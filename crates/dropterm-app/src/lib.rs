//! dropterm-app: Application logic for dropterm
//!
//! This crate contains the application logic that is independent of the UI,
//! including configuration, the layout store, the split-pane model and its
//! persistence, window placement, the show/hide policy and shortcuts.

pub mod animation;
pub mod config;
pub mod geometry;
pub mod layout;
pub mod pane;
pub mod process;
pub mod resources;
pub mod session;
pub mod shortcuts;
pub mod store;
pub mod theme;
pub mod visibility;

pub use animation::{SlideAnimation, SlideDirection};
pub use config::{load_config, save_config, Config};
pub use geometry::{Placement, Rect};
pub use layout::{load_window, save_window, TabLayout, WindowLayout};
pub use pane::{Axis, PaneLeaf, PaneRecord, PaneTree, SplitPosition};
pub use session::{AfterClose, PageList};
pub use shortcuts::ShortcutManager;
pub use store::ConfigStore;
pub use visibility::{InhibitGuard, LoseFocusInhibitor, VisibilityCommand, VisibilityPolicy};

+++

== EXERCISE OBJECTIVE ==
Top to bottom, set down the entries above word for word.

== WORKED SOLUTION ==
filename crates/dropterm-app/src/lib.rs
//! dropterm-app: Application logic for dropterm
//!
//! This crate contains the application logic that is independent of the UI,
//! including configuration, the layout store, the split-pane model and its
//! persistence, window placement, the show/hide policy and shortcuts.

pub mod animation;
pub mod config;
pub mod geometry;
pub mod layout;
pub mod pane;
pub mod process;
pub mod resources;
pub mod session;
pub mod shortcuts;
pub mod store;
pub mod theme;
pub mod visibility;

pub use animation::{SlideAnimation, SlideDirection};
pub use config::{load_config, save_config, Config};
pub use geometry::{Placement, Rect};
pub use layout::{load_window, save_window, TabLayout, WindowLayout};
pub use pane::{Axis, PaneLeaf, PaneRecord, PaneTree, SplitPosition};
pub use session::{AfterClose, PageList};
pub use shortcuts::ShortcutManager;
pub use store::ConfigStore;
pub use visibility::{InhibitGuard, LoseFocusInhibitor, VisibilityCommand, VisibilityPolicy};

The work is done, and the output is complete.